I went out today and took a riding class with the woman who is going to be teaching my daughter riding lessons on her ponies. I figured I should check her out and see who's going to be teaching my daughter. I really like her, but she doesn't teach beginner adults and the only beginner mounts she has are little ponies for all the kids she teaches. She has two of her own horses, one who's really big and only been ridden for less than a year and one that she teaches some intermediate/advanced teens on. I know technically I am supposed to be an intermediate rider but in the new environment with a young, terribly spooky Arabian I felt like a beginner all over again. I told her that and told her to just treat me like a beginner (although she said if I were a beginner I wouldn't be riding her horse Rolls).

It didn't help that it was really windy and she said that it was right on the verge of it being too windy for her to give me a lesson because she didn't want her horse to freak out with me on him (um ... me neither). It seemed like all my bad habits came back as soon as I got up on her horse so it was very humbling. We mostly walked and talked about dressage leg position vs. Western and she talked about how leg position helps balance. Pretty much I just asked her lots of questions about a dressage seat and collection. I'm glad we were walking because I heard a big gust of wind come up and the next second something outside went "thunk!" and Rolls spooked and did that JUMP! And start to bolt and I instinctively leaned back (too far she said) and sat down in the saddle and pulled back and said, "Whoooooa," long and low and Rolls stopped. The instructor came rushing over and said, "You stopped him! Good job! Barely three steps and you stopped him! That's what I want to see!" So, that was good.

She did years of eventing and road in the Grand Prix so I asked to see her ride. She's two years older than me, but she hopped right into the saddle without a mounting block. And I was relieved to see that Rolls did some dancing and spooking with her and even did a little buck when she asked him to canter, so it wasn't all me being an inexperienced rider. But it's fun to watch someone who looks as natural on the back of horse as when they're walking around. Very inspiring! She seems to really like teaching young children and it sounds like her oldest student is 16 years old so I feel confident now that she's probably going to be a good instructor for my daughter. We'll see tomorrow at my daughter's first lesson on her ponies (who are apparently perfect for beginners)!

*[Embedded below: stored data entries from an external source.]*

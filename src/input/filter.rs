//! https://drafts.csswg.org/css-syntax-3/#css-filter-code-points

/// Returns `true` if [`filter_code_points`] would change `s`,
/// that is, `s` contains U+000D CR, U+000C FF or U+0000 NULL.
pub const fn needs_filtering(s: &str) -> bool {
    let mut chars = konst::string::chars(s);

    while let Some((c, rest)) = chars.next() {
        if matches!(c, '\r' | '\u{000C}' | '\0') {
            return true;
        }
        chars = rest;
    }

    false
}

#[cfg(feature = "alloc")]
mod alloc {
    use alloc::{borrow::Cow, string::String};

    use super::needs_filtering;

    /// Replaces U+000D CR followed by U+000A LF, a lone U+000D CR and U+000C FF
    /// with a single U+000A LF, and U+0000 NULL with U+FFFD REPLACEMENT CHARACTER.
    ///
    /// Borrows `s` if nothing needs to be replaced.
    pub fn filter_code_points(s: &str) -> Cow<'_, str> {
        if !needs_filtering(s) {
            return Cow::Borrowed(s);
        }

        let mut res = String::with_capacity(s.len());
        let mut chars = s.chars().peekable();

        while let Some(c) = chars.next() {
            match c {
                '\r' => {
                    chars.next_if_eq(&'\n');
                    res.push('\n');
                }
                '\u{000C}' => res.push('\n'),
                '\0' => res.push(char::REPLACEMENT_CHARACTER),
                c => res.push(c),
            }
        }

        Cow::Owned(res)
    }
}

#[cfg(feature = "alloc")]
pub use self::alloc::filter_code_points;

#[cfg(test)]
mod tests {
    use super::*;

    const _: () = {
        assert!(!needs_filtering(""));
        assert!(!needs_filtering("a\nb"));
        assert!(needs_filtering("a\r\nb"));
        assert!(needs_filtering("\u{000C}"));
        assert!(needs_filtering("a\0"));
    };

    #[test]
    #[cfg(feature = "alloc")]
    fn test_filter() {
        use ::alloc::borrow::Cow;

        assert!(matches!(filter_code_points("a\nb"), Cow::Borrowed("a\nb")));

        assert_eq!(filter_code_points("a\r\nb"), "a\nb");
        assert_eq!(filter_code_points("a\rb"), "a\nb");
        assert_eq!(filter_code_points("a\r\r\nb"), "a\n\nb");
        assert_eq!(filter_code_points("a\n\rb"), "a\n\nb");
        assert_eq!(filter_code_points("a\u{000C}b"), "a\nb");
        assert_eq!(filter_code_points("\0x\0"), "\u{FFFD}x\u{FFFD}");
        assert_eq!(filter_code_points("\r"), "\n");
    }
}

As for me, I think that mechanical bull experience was good for me because I wasn't quite as scared riding Rolls because I remembered that falling off is not that awful. That was one of my main motivations for riding the mechanical bull because I haven't fallen off a horse since I was about fifteen (knock on wood) and it has been built up in my head as being terrifying. It brought it back into perspective getting bucked off the mechanical bull. Sure, it wasn't cantering or galloping, but it did remind me that you *can* fall off and live through it without being killed or maimed. And I have fallen off cantering horses. And jumping horses. It just sounds a lot scarier in your 40's than in your teens. But, I had a rheumatologist appointment yesterday and I asked my doctor if it was safe for me to ride a mechanical bull and she said it was just as safe for me as anyone else. I don't "break any easier than anyone else" she said. Then she asked what everyone else does, "How'd you do?!" But it's good to hear from my actual doctor that I am not any more frail than anyone else - at least as far as being breakable. She did emphasize that she forbids me to do anything that messes around with my immune system like taking immune boosters and stuff like that.